It was an odd series of events which brought us back together. My summer intern at work asked me if I would be so kind as to let him know if a particular friend of his called and by the way his friend's sister was just starting at Mount Holyoke. Both friend and sister were Saira's siblings, kids when I left Lahore. He still in shorts and she barely up to my waist. I remember trying desperately to stop Chandi's nose bleed one night when her parents were out and Saira and I were left in charge. Saira was too queasy and so I was left cleaning up so to speak. Raza was now at Harvard and Chandi was...well, my goodness she was at my alma mater.

And now all grown up, beautiful and poised she stood leaning against the doorway of my bedroom, watching me speak to her sister after so many years. "I have two sons now...I'm sure you've heard all the news from Chandi. Don't be shocked when you see me in June, with my thunder thighs!" "Good." I told her, "I hope you're finally fatter than me!" "Some things never change huh?" she said laughing "yeah," I said with relief "some things really never do change."
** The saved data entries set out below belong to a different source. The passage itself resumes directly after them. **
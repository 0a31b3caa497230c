use crate::infra::AppState;
use axum::http::{header, StatusCode};
use axum::response::IntoResponse;
use axum::Extension;
use axum::Json;
use loan_intake::applications::{application_router, ApplicationRepository, ApplicationStore};
use serde_json::json;
use std::sync::atomic::Ordering;
use std::sync::Arc;

pub(crate) fn with_application_routes<R>(store: Arc<ApplicationStore<R>>) -> axum::Router
where
    R: ApplicationRepository + 'static,
{
    application_router(store)
        .route("/health", axum::routing::get(healthcheck))
        .route("/ready", axum::routing::get(readiness_endpoint))
        .route("/metrics", axum::routing::get(metrics_endpoint))
}

pub(crate) async fn healthcheck() -> Json<serde_json::Value> {
    Json(json!({ "status": "ok" }))
}

pub(crate) async fn readiness_endpoint(Extension(state): Extension<AppState>) -> impl IntoResponse {
    let ready = state.readiness.load(Ordering::Relaxed);
    let status = if ready {
        StatusCode::OK
    } else {
        StatusCode::SERVICE_UNAVAILABLE
    };

    let payload = if ready {
        json!({ "status": "ready" })
    } else {
        json!({ "status": "initializing" })
    };

    (status, Json(payload))
}

pub(crate) async fn metrics_endpoint(Extension(state): Extension<AppState>) -> impl IntoResponse {
    (
        StatusCode::OK,
        [(header::CONTENT_TYPE, "text/plain; version=0.0.4")],
        state.metrics.render(),
    )
}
Don't they always say though, when God shuts a door he opens a window? And that is exactly how it was when Saira came to stay with me for the very first time that summer. The pretence of what we had become individually would begin to fall away with time. When we dipped in to our collective past it was not long before both of us understood that we had shared memories of an entirely different era and yes, not much had changed, not for us and not for what still remained important to both of us as we traversed down different paths to pursue the same dream.

But it was the first time we were meeting after many years. I was extremely anxious as to what she would think of me, my clothes, and my apartment. Would she be comfortable? Would she approve of me, my lifestyle? I cared. Of course I cared. What she thought mattered a lot. I tried to account for an entire 20 year time period to evaluate whether I had succeeded, failed, measured up...to what? I didn't know. I tried to look at myself through her eyes and gave up. I was afraid that perhaps I would have more in common with her baby sister now than with Saira.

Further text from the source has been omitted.